Items listed in a dataset
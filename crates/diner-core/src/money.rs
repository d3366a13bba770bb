//! # Money Module
//!
//! Provides the `Money` type for handling menu prices and bill figures.
//!
//! ## Why Integer Money?
//! ```text
//! ┌─────────────────────────────────────────────────────────────────────────┐
//! │  THE FLOATING POINT PROBLEM                                             │
//! │                                                                         │
//! │  With floats, a Rs. 230.00 order gets a service charge of              │
//! │    2 × (230.0 × 0.01) = 4.6000000000000005  ❌ WRONG!                   │
//! │                                                                         │
//! │  OUR SOLUTION: Integer minor units (paise)                             │
//! │    2 × 23000 / 100 = 460 paise = Rs. 4.60                              │
//! │    Every division rounds explicitly, to a whole paisa                 │
//! │                                                                         │
//! └─────────────────────────────────────────────────────────────────────────┘
//! ```
//!
//! ## Usage
//! ```rust
//! use diner_core::money::Money;
//!
//! let burger = Money::from_major_minor(115, 0); // Rs. 115.00
//! let sprite = Money::from_minor(11500);
//!
//! assert_eq!(burger.checked_add(sprite), Some(Money::from_major_minor(230, 0)));
//! assert_eq!(burger.to_string(), "115.00");
//! ```

use serde::{Deserialize, Serialize};
use std::fmt;

// =============================================================================
// Money Type
// =============================================================================

/// Represents a monetary value in the smallest currency unit (paise for INR).
///
/// ## Design Decisions
/// - **i64 (signed)**: Validation rejects negative prices, but the type can
///   still represent them so errors can report the offending value
/// - **Single field tuple struct**: Zero-cost abstraction over i64
/// - **No currency**: The unit label ("Rs.") belongs to the menu option
///
/// ## Where Money is Used
/// ```text
/// MenuOption.price ──► PurchaseItem.price ──► total_amount()
///                                                  │
///                                                  ├──► service_charge()
///                                                  │
///                                                  └──► final_amount()
/// ```
#[derive(Debug, Clone, Copy, PartialEq, Eq, PartialOrd, Ord, Hash, Default, Serialize, Deserialize)]
pub struct Money(i64);

impl Money {
    /// Number of minor units in one major unit.
    pub const MINOR_PER_MAJOR: i64 = 100;

    /// Creates a Money value from minor units.
    ///
    /// ## Example
    /// ```rust
    /// use diner_core::money::Money;
    ///
    /// let price = Money::from_minor(11500); // Rs. 115.00
    /// assert_eq!(price.minor(), 11500);
    /// ```
    #[inline]
    pub const fn from_minor(minor: i64) -> Self {
        Money(minor)
    }

    /// Creates a Money value from major and minor units (rupees and paise).
    ///
    /// ## Example
    /// ```rust
    /// use diner_core::money::Money;
    ///
    /// let price = Money::from_major_minor(99, 99); // Rs. 99.99
    /// assert_eq!(price.minor(), 9999);
    ///
    /// let negative = Money::from_major_minor(-5, 50);
    /// assert_eq!(negative.minor(), -550);
    /// ```
    ///
    /// ## Note
    /// For negative amounts, only the major unit should be negative.
    #[inline]
    pub const fn from_major_minor(major: i64, minor: i64) -> Self {
        if major < 0 {
            Money(major * Self::MINOR_PER_MAJOR - minor)
        } else {
            Money(major * Self::MINOR_PER_MAJOR + minor)
        }
    }

    /// Returns the value in minor units.
    #[inline]
    pub const fn minor(&self) -> i64 {
        self.0
    }

    /// Returns the major unit (rupees) portion.
    #[inline]
    pub const fn major(&self) -> i64 {
        self.0 / Self::MINOR_PER_MAJOR
    }

    /// Returns the minor unit portion (always 0-99).
    #[inline]
    pub const fn minor_part(&self) -> i64 {
        (self.0 % Self::MINOR_PER_MAJOR).abs()
    }

    /// Returns zero money value.
    #[inline]
    pub const fn zero() -> Self {
        Money(0)
    }

    /// Checks if the value is zero.
    #[inline]
    pub const fn is_zero(&self) -> bool {
        self.0 == 0
    }

    /// Checks if the value is negative (less than zero).
    #[inline]
    pub const fn is_negative(&self) -> bool {
        self.0 < 0
    }

    /// Adds two amounts, returning `None` on overflow.
    ///
    /// ## Example
    /// ```rust
    /// use diner_core::money::Money;
    ///
    /// let a = Money::from_minor(100);
    /// assert_eq!(a.checked_add(a), Some(Money::from_minor(200)));
    /// assert_eq!(Money::from_minor(i64::MAX).checked_add(a), None);
    /// ```
    #[inline]
    pub const fn checked_add(self, other: Self) -> Option<Self> {
        match self.0.checked_add(other.0) {
            Some(sum) => Some(Money(sum)),
            None => None,
        }
    }
}

// =============================================================================
// Trait Implementations
// =============================================================================

/// Shows the bare amount with two decimals: `115.00`, `-5.50`.
///
/// The currency label is not part of the amount; menu options and the
/// receipt add it where needed.
impl fmt::Display for Money {
    fn fmt(&self, f: &mut fmt::Formatter<'_>) -> fmt::Result {
        let sign = if self.0 < 0 { "-" } else { "" };
        write!(f, "{}{}.{:02}", sign, self.major().abs(), self.minor_part())
    }
}

// =============================================================================
// Unit Tests
// =============================================================================
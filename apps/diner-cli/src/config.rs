//! # Diner Configuration
//!
//! Presentation settings for the terminal app.
//!
//! ## Configuration Sources
//! ```text
//! ┌─────────────────────────────────────────────────────────────────────────┐
//! │                    Configuration Priority                               │
//! │                                                                         │
//! │  1. Environment Variables (highest priority)                           │
//! │     DINER_RECEIPT_FORMAT=json                                          │
//! │     DINER_LOG=debug                                                    │
//! │                                                                         │
//! │  2. TOML Config File                                                   │
//! │     --config <PATH>, or                                                │
//! │     ~/.config/diner/config.toml (Linux)                                │
//! │     ~/Library/Application Support/com.shell.diner/config.toml (macOS)  │
//! │                                                                         │
//! │  3. Default Values (lowest priority)                                   │
//! └─────────────────────────────────────────────────────────────────────────┘
//! ```
//!
//! The menu itself is compiled in and is not configurable.
//!
//! ## Configuration File Format
//! ```toml
//! [prompt]
//! pointer = "=>"
//! announce_additions = true
//!
//! [receipt]
//! format = "text"  # text | json
//!
//! [logging]
//! filter = "warn"
//! ```

use serde::{Deserialize, Serialize};
use std::path::{Path, PathBuf};
use crate::error::{CliError, CliResult};

// =============================================================================
// Receipt Format
// =============================================================================

/// How the final bill is printed.
#[derive(Debug, Clone, Copy, PartialEq, Eq, Default, Serialize, Deserialize)]
#[serde(rename_all = "snake_case")]
pub enum ReceiptFormat {
    /// Numbered item list followed by the three amount lines.
    #[default]
    Text,

    /// A single JSON document on stdout.
    Json,
}

impl std::fmt::Display for ReceiptFormat {
    fn fmt(&self, f: &mut std::fmt::Formatter<'_>) -> std::fmt::Result {
        match self {
            ReceiptFormat::Text => write!(f, "text"),
            ReceiptFormat::Json => write!(f, "json"),
        }
    }
}

impl std::str::FromStr for ReceiptFormat {
    type Err = CliError;

    fn from_str(s: &str) -> Result<Self, Self::Err> {
        match s.to_lowercase().as_str() {
            "text" | "plain" => Ok(ReceiptFormat::Text),
            "json" => Ok(ReceiptFormat::Json),
            other => Err(CliError::InvalidConfig(format!(
                "Unknown receipt format: '{}'. Valid options: text, json",
                other
            ))),
        }
    }
}

// =============================================================================
// Settings Sections
// =============================================================================

/// Selection prompt settings.
#[derive(Debug, Clone, PartialEq, Eq, Serialize, Deserialize)]
pub struct PromptSettings {
    /// Marker drawn next to the highlighted choice.
    #[serde(default = "default_pointer")]
    pub pointer: String,

    /// Print "<item> is added to your order" after each pick.
    #[serde(default = "default_true")]
    pub announce_additions: bool,
}

fn default_pointer() -> String {
    "=>".to_string()
}

fn default_true() -> bool {
    true
}

impl Default for PromptSettings {
    fn default() -> Self {
        PromptSettings {
            pointer: default_pointer(),
            announce_additions: true,
        }
    }
}

/// Bill output settings.
#[derive(Debug, Clone, Default, PartialEq, Eq, Serialize, Deserialize)]
pub struct ReceiptSettings {
    #[serde(default)]
    pub format: ReceiptFormat,
}

/// Log output settings.
#[derive(Debug, Clone, PartialEq, Eq, Serialize, Deserialize)]
pub struct LoggingSettings {
    /// `tracing_subscriber` filter directive, e.g. `warn` or `diner_cli=debug`.
    /// `--log-level` and `RUST_LOG` take precedence.
    #[serde(default = "default_log_filter")]
    pub filter: String,
}

fn default_log_filter() -> String {
    "warn".to_string()
}

impl Default for LoggingSettings {
    fn default() -> Self {
        LoggingSettings {
            filter: default_log_filter(),
        }
    }
}

// =============================================================================
// Main Configuration
// =============================================================================

/// Complete app configuration.
#[derive(Debug, Clone, Default, PartialEq, Eq, Serialize, Deserialize)]
pub struct DinerConfig {
    #[serde(default)]
    pub prompt: PromptSettings,

    #[serde(default)]
    pub receipt: ReceiptSettings,

    #[serde(default)]
    pub logging: LoggingSettings,
}

impl DinerConfig {
    /// Loads configuration from file, environment, and defaults.
    ///
    /// ## Load Order (later overrides earlier)
    /// 1. Default values
    /// 2. Config file
    /// 3. Environment variables
    ///
    /// A missing file at the default location is fine; a missing file that
    /// was named explicitly is an error. So is an override value that does
    /// not parse.
    pub fn load(config_path: Option<PathBuf>) -> CliResult<Self> {
        let explicit = config_path.is_some();
        let mut config = Self::default();

        if let Some(path) = config_path.or_else(Self::default_config_path) {
            if path.exists() {
                config = Self::from_file(&path)?;
            } else if explicit {
                return Err(CliError::ConfigLoadFailed(format!(
                    "{} does not exist",
                    path.display()
                )));
            }
        }

        config.apply_env_overrides()?;
        config.validate()?;

        Ok(config)
    }

    /// Parses a config file without applying overrides.
    pub fn from_file(path: &Path) -> CliResult<Self> {
        let contents = std::fs::read_to_string(path)
            .map_err(|e| CliError::ConfigLoadFailed(format!("{}: {}", path.display(), e)))?;
        Self::from_toml(&contents)
    }

    /// Parses config text.
    pub fn from_toml(contents: &str) -> CliResult<Self> {
        Ok(toml::from_str(contents)?)
    }

    /// Validates the configuration.
    pub fn validate(&self) -> CliResult<()> {
        if self.prompt.pointer.trim().is_empty() {
            return Err(CliError::InvalidConfig(
                "prompt.pointer must not be empty".into(),
            ));
        }

        if self.logging.filter.trim().is_empty() {
            return Err(CliError::InvalidConfig(
                "logging.filter must not be empty".into(),
            ));
        }

        Ok(())
    }

    /// Applies environment variable overrides.
    fn apply_env_overrides(&mut self) -> CliResult<()> {
        self.apply_overrides(|key| std::env::var(key).ok())
    }

    /// Applies overrides from any key lookup.
    ///
    /// Runs before tracing is initialized, so a bad value is returned as an
    /// error rather than logged.
    fn apply_overrides(&mut self, lookup: impl Fn(&str) -> Option<String>) -> CliResult<()> {
        if let Some(pointer) = lookup("DINER_POINTER") {
            self.prompt.pointer = pointer;
        }

        if let Some(announce) = lookup("DINER_ANNOUNCE_ADDITIONS") {
            self.prompt.announce_additions = match announce.to_lowercase().as_str() {
                "1" | "true" | "yes" | "on" => true,
                "0" | "false" | "no" | "off" => false,
                _ => {
                    return Err(CliError::InvalidConfig(format!(
                        "DINER_ANNOUNCE_ADDITIONS: expected true or false, got '{}'",
                        announce
                    )))
                }
            };
        }

        if let Some(format) = lookup("DINER_RECEIPT_FORMAT") {
            self.receipt.format = format.parse().map_err(|e| match e {
                CliError::InvalidConfig(msg) => {
                    CliError::InvalidConfig(format!("DINER_RECEIPT_FORMAT: {}", msg))
                }
                other => other,
            })?;
        }

        if let Some(filter) = lookup("DINER_LOG") {
            self.logging.filter = filter;
        }

        Ok(())
    }

    /// Returns the default config file path.
    fn default_config_path() -> Option<PathBuf> {
        directories::ProjectDirs::from("com", "shell", "diner")
            .map(|dirs| dirs.config_dir().join("config.toml"))
    }
}
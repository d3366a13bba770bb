//! # Order Module
//!
//! The items a customer has picked during one session.
//!
//! ## Snapshot Pattern
//! A [`PurchaseItem`] freezes the option's display string and price at the
//! moment it is selected. The bill is computed from these snapshots only,
//! never by reading the menu again.

use serde::Serialize;
use std::fmt;

use crate::menu::MenuOption;
use crate::money::Money;

/// A line on the order, frozen at selection time.
#[derive(Debug, Clone, PartialEq, Eq, Serialize)]
pub struct PurchaseItem {
    /// Display string of the option when it was picked.
    name: String,
    /// Price of the option when it was picked.
    price: Money,
}

impl PurchaseItem {
    /// Captures an option's display string and price.
    ///
    /// ## Example
    /// ```rust
    /// use diner_core::menu::MenuOption;
    /// use diner_core::money::Money;
    /// use diner_core::order::PurchaseItem;
    ///
    /// let wrap = MenuOption::new("Veg Wrap", Money::from_minor(13000)).unwrap();
    /// let item = PurchaseItem::from_option(&wrap);
    /// assert_eq!(item.name(), "Veg Wrap Rs. 130.00");
    /// assert_eq!(item.price(), Money::from_minor(13000));
    /// ```
    pub fn from_option(option: &MenuOption) -> Self {
        PurchaseItem {
            name: option.display_string(),
            price: option.price(),
        }
    }

    pub fn name(&self) -> &str {
        &self.name
    }

    pub fn price(&self) -> Money {
        self.price
    }
}

impl fmt::Display for PurchaseItem {
    fn fmt(&self, f: &mut fmt::Formatter<'_>) -> fmt::Result {
        f.write_str(&self.name)
    }
}

/// Append-only list of purchased items, in selection order.
#[derive(Debug, Clone, Default, PartialEq, Eq, Serialize)]
pub struct Order {
    items: Vec<PurchaseItem>,
}

impl Order {
    pub fn new() -> Self {
        Self::default()
    }

    /// Appends an item to the end of the order.
    pub fn append(&mut self, item: PurchaseItem) {
        self.items.push(item);
    }

    pub fn items(&self) -> &[PurchaseItem] {
        &self.items
    }

    pub fn len(&self) -> usize {
        self.items.len()
    }

    pub fn is_empty(&self) -> bool {
        self.items.is_empty()
    }

    pub fn iter(&self) -> std::slice::Iter<'_, PurchaseItem> {
        self.items.iter()
    }
}

impl<'a> IntoIterator for &'a Order {
    type Item = &'a PurchaseItem;
    type IntoIter = std::slice::Iter<'a, PurchaseItem>;

    fn into_iter(self) -> Self::IntoIter {
        self.items.iter()
    }
}

impl FromIterator<PurchaseItem> for Order {
    fn from_iter<I: IntoIterator<Item = PurchaseItem>>(iter: I) -> Self {
        Order {
            items: iter.into_iter().collect(),
        }
    }
}

// =============================================================================
// Unit Tests
// =============================================================================

#[cfg(test)]
mod tests {
    use super::*;

    #[test]
    fn test_append_keeps_selection_order() {
        let burger = MenuOption::new("Veg Burger", Money::from_minor(11500)).unwrap();
        let sprite = MenuOption::new("Sprite (M)", Money::from_minor(11500)).unwrap();

        let mut order = Order::new();
        assert!(order.is_empty());

        order.append(PurchaseItem::from_option(&burger));
        order.append(PurchaseItem::from_option(&sprite));
        order.append(PurchaseItem::from_option(&burger));

        let names: Vec<&str> = order.iter().map(PurchaseItem::name).collect();
        assert_eq!(
            names,
            vec![
                "Veg Burger Rs. 115.00",
                "Sprite (M) Rs. 115.00",
                "Veg Burger Rs. 115.00"
            ]
        );
        assert_eq!(order.len(), 3);
    }

    #[test]
    fn test_item_is_a_snapshot() {
        let option = MenuOption::new("Mango Smoothie", Money::from_minor(21500)).unwrap();
        let item = PurchaseItem::from_option(&option);
        drop(option);

        assert_eq!(item.to_string(), "Mango Smoothie Rs. 215.00");
        assert_eq!(item.price(), Money::from_minor(21500));
    }

    #[test]
    fn test_serialize() {
        let option = MenuOption::new("Veg Wrap", Money::from_minor(13000)).unwrap();
        let order: Order = std::iter::once(PurchaseItem::from_option(&option)).collect();

        let json = serde_json::to_value(&order).unwrap();
        assert_eq!(json["items"][0]["name"], "Veg Wrap Rs. 130.00");
        assert_eq!(json["items"][0]["price"], 13000);
    }
}
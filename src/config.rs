// File: ./src/config.rs
// Handles configuration loading, saving, and defaults.
use crate::context::AppContext;
use crate::export::{CalendarSettings, EventTiming};
use crate::model::AssemblerConfig;
use crate::sheet::SheetLayout;
use crate::storage::OutputStorage;
use crate::term::TermSettings;
use anyhow::{Error, Result};
use serde::{Deserialize, Serialize};
use std::fs;

fn default_true() -> bool {
    true
}

fn default_term_start_date() -> String {
    "2026-03-02".to_string()
}

fn default_year() -> i32 {
    2026
}
fn default_begin_week() -> u32 {
    9
}

fn default_flagged_courses() -> Vec<String> {
    vec![
        "数据挖掘".to_string(),
        "神经网络与深度学习".to_string(),
        "羽毛球".to_string(),
    ]
}
fn default_flagged_tag() -> String {
    "[中]".to_string()
}
fn default_default_tag() -> String {
    "[英]".to_string()
}

fn default_timezone() -> String {
    "Asia/Shanghai".to_string()
}
fn default_alarm_minutes() -> u32 {
    5
}

fn default_ics_file() -> String {
    "calendar.ics".to_string()
}
fn default_chart_csv_file() -> String {
    "semester_16week_chart.csv".to_string()
}
fn default_chart_markdown_file() -> String {
    "semester_16week_chart.md".to_string()
}

/// Output file names, relative to the output directory.
#[derive(Deserialize, Serialize, Clone, Debug, PartialEq, Eq)]
pub struct OutputFiles {
    #[serde(default = "default_ics_file")]
    pub ics: String,
    #[serde(default = "default_chart_csv_file")]
    pub chart_csv: String,
    #[serde(default = "default_chart_markdown_file")]
    pub chart_markdown: String,
}

impl Default for OutputFiles {
    fn default() -> Self {
        Self {
            ics: default_ics_file(),
            chart_csv: default_chart_csv_file(),
            chart_markdown: default_chart_markdown_file(),
        }
    }
}

#[derive(Deserialize, Serialize, Clone, Debug, PartialEq, Eq)]
pub struct Config {
    /// Monday of week 1, `YYYY-MM-DD`.
    #[serde(default = "default_term_start_date")]
    pub term_start_date: String,
    // Legacy fallback when term_start_date does not parse.
    #[serde(default = "default_year")]
    pub year: i32,
    #[serde(default = "default_begin_week")]
    pub begin_week: u32,

    /// Collapse repeated rows of a column into one course block.
    #[serde(default = "default_true")]
    pub combine_merged_rows: bool,
    #[serde(default = "default_true")]
    pub show_week_mapping: bool,

    /// Exact course names that get `flagged_tag` instead of `default_tag`.
    #[serde(default = "default_flagged_courses")]
    pub flagged_courses: Vec<String>,
    #[serde(default = "default_flagged_tag")]
    pub flagged_tag: String,
    #[serde(default = "default_default_tag")]
    pub default_tag: String,

    #[serde(default = "default_timezone")]
    pub timezone: String,
    #[serde(default = "default_alarm_minutes")]
    pub alarm_minutes: u32,
    /// `HH:MM-HH:MM` per period, used where the sheet's labels carry no time.
    #[serde(default)]
    pub period_times: Vec<String>,

    #[serde(default)]
    pub layout: SheetLayout,
    #[serde(default)]
    pub output: OutputFiles,
}

impl Default for Config {
    fn default() -> Self {
        Self {
            term_start_date: default_term_start_date(),
            year: default_year(),
            begin_week: default_begin_week(),
            combine_merged_rows: true,
            show_week_mapping: true,
            flagged_courses: default_flagged_courses(),
            flagged_tag: default_flagged_tag(),
            default_tag: default_default_tag(),
            timezone: default_timezone(),
            alarm_minutes: default_alarm_minutes(),
            period_times: Vec::new(),
            layout: SheetLayout::default(),
            output: OutputFiles::default(),
        }
    }
}

impl Config {
    /// Load the configuration from disk using an explicit context.
    /// Returns a contextualized error if reading or parsing fails.
    pub fn load(ctx: &dyn AppContext) -> Result<Self> {
        let path = ctx.get_config_file_path()?;
        Self::load_from(&path)
    }

    /// Load from an explicit file path (the `--config` flag).
    pub fn load_from(path: &std::path::Path) -> Result<Self> {
        if !path.exists() {
            return Err(anyhow::anyhow!("Config file not found"));
        }

        let contents = fs::read_to_string(path).map_err(|e| {
            anyhow::anyhow!("Failed to read config file '{}': {}", path.display(), e)
        })?;

        let config: Config = toml::from_str(&contents).map_err(|e| {
            anyhow::anyhow!("Failed to parse config file '{}': {}", path.display(), e)
        })?;
        config
            .layout
            .validate()
            .map_err(|e| anyhow::anyhow!("Invalid config file '{}': {}", path.display(), e))?;

        Ok(config)
    }

    /// Helper to detect whether an anyhow::Error indicates that the config file was missing.
    pub fn is_missing_config_error(err: &Error) -> bool {
        if err.to_string().contains("Config file not found") {
            return true;
        }

        err.chain().any(|cause| {
            cause
                .downcast_ref::<std::io::Error>()
                .is_some_and(|io_err| io_err.kind() == std::io::ErrorKind::NotFound)
        })
    }

    /// Save configuration using an explicit context.
    pub fn save(&self, ctx: &dyn AppContext) -> Result<()> {
        let path = ctx.get_config_file_path()?;
        OutputStorage::with_lock(&path, || {
            let toml_str = toml::to_string_pretty(self)?;
            OutputStorage::atomic_write(&path, toml_str)?;
            Ok(())
        })
    }

    /// Get the path string using an explicit context.
    pub fn get_path_string(ctx: &dyn AppContext) -> Result<String> {
        let path = ctx.get_config_file_path()?;
        Ok(path.to_string_lossy().to_string())
    }

    pub fn assembler_config(&self) -> AssemblerConfig {
        AssemblerConfig {
            flagged_courses: self.flagged_courses.iter().cloned().collect(),
            flagged_tag: self.flagged_tag.clone(),
            default_tag: self.default_tag.clone(),
        }
    }

    /// Calendar output settings. Rows that were not combined keep their own
    /// period times.
    pub fn calendar_settings(&self) -> CalendarSettings {
        CalendarSettings {
            timezone: self.timezone.clone(),
            alarm_minutes: self.alarm_minutes,
            timing: if self.combine_merged_rows {
                EventTiming::SlotPeriods
            } else {
                EventTiming::SheetRows
            },
            ..CalendarSettings::default()
        }
    }

    pub fn term_settings(&self) -> TermSettings {
        TermSettings {
            term_start_date: self.term_start_date.clone(),
            year: self.year,
            begin_week: self.begin_week,
        }
    }
}
// File: ./src/model/slots.rs
// Period-slot normalization: "[03-04]节" -> ["03-04"], "3456" -> ["03-04", "05-06"].
use crate::model::item::{SlotLabel, digit_runs};

const PERIOD_UNIT: char = '节';

/// Strips the period unit and surrounding brackets from a raw section line.
pub fn normalize_section(section_text: &str) -> String {
    section_text
        .replace(PERIOD_UNIT, "")
        .trim()
        .trim_matches(|c| c == '[' || c == ']')
        .to_string()
}

/// Period numbers in a normalized label, in original order.
///
/// Digit runs of up to two characters are read as one period number. A
/// longer run has no separators to go by and is read one digit per period,
/// so "3456" yields `[3, 4, 5, 6]`.
pub fn period_numbers(label: &str) -> Vec<u32> {
    fn flush(run: &mut String, nums: &mut Vec<u32>) {
        if run.len() > 2 {
            nums.extend(run.chars().filter_map(|c| c.to_digit(10)));
        } else if !run.is_empty() {
            nums.extend(digit_runs(run));
        }
        run.clear();
    }

    let mut nums = Vec::new();
    let mut run = String::new();
    for c in label.chars() {
        if c.is_ascii_digit() {
            run.push(c);
        } else {
            flush(&mut run, &mut nums);
        }
    }
    flush(&mut run, &mut nums);
    nums
}

/// Splits a raw section line into slot labels.
///
/// One or two numbers form a single slot; longer sequences are consumed in
/// consecutive pairs with any trailing number as its own slot. A label with
/// no digits is returned as one opaque slot.
pub fn split_section_slots(section_text: &str) -> Vec<SlotLabel> {
    let label = normalize_section(section_text);
    let nums = period_numbers(&label);

    match nums.as_slice() {
        [] => vec![SlotLabel::new(label)],
        [n] => vec![SlotLabel::single(*n)],
        [lo, hi] => vec![SlotLabel::span(*lo, *hi)],
        _ => nums
            .chunks(2)
            .map(|pair| match pair {
                [lo, hi] => SlotLabel::span(*lo, *hi),
                [n] => SlotLabel::single(*n),
                _ => unreachable!("chunks(2) yields one or two items"),
            })
            .collect(),
    }
}

#[cfg(test)]
mod tests {
    use super::*;

    fn labels(s: &str) -> Vec<String> {
        split_section_slots(s)
            .into_iter()
            .map(|l| l.as_str().to_string())
            .collect()
    }

    #[test]
    fn test_normalize_section() {
        assert_eq!(normalize_section("[03-04]节"), "03-04");
        assert_eq!(normalize_section(" [01-02-03-04]节 "), "01-02-03-04");
    }

    #[test]
    fn test_single_and_pair() {
        assert_eq!(labels("[05]节"), vec!["05"]);
        assert_eq!(labels("[3-4]节"), vec!["03-04"]);
    }

    #[test]
    fn test_pairs_keep_original_order() {
        assert_eq!(labels("[04-03]节"), vec!["04-03"]);
    }

    #[test]
    fn test_long_sequence_pairs_up() {
        assert_eq!(labels("[01-02-03-04-05]节"), vec!["01-02", "03-04", "05"]);
        assert_eq!(labels("[10-11-12-13]节"), vec!["10-11", "12-13"]);
    }

    #[test]
    fn test_packed_digits_split_per_period() {
        assert_eq!(period_numbers("3456"), vec![3, 4, 5, 6]);
        assert_eq!(labels("3456节"), vec!["03-04", "05-06"]);
    }

    #[test]
    fn test_non_adjacent_pairs_are_preserved() {
        assert_eq!(labels("[01-03-05-07]节"), vec!["01-03", "05-07"]);
    }

    #[test]
    fn test_no_digits_is_opaque() {
        assert_eq!(labels("[午间]节"), vec!["午间"]);
    }

    #[test]
    fn test_slot_count_is_half_of_numbers_rounded_up() {
        for (label, n) in [("1", 1usize), ("1-2", 2), ("1-2-3", 3), ("1-2-3-4-5-6-7", 7)] {
            let expected = n.div_ceil(2);
            assert_eq!(split_section_slots(label).len(), expected, "label {}", label);
        }
    }
}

Task to carry out:
Report the lines above that contain "filename".

Reply to the exercise:
filename crates/diner-core/src/money.rs
filename apps/diner-cli/src/config.rs
filename src/config.rs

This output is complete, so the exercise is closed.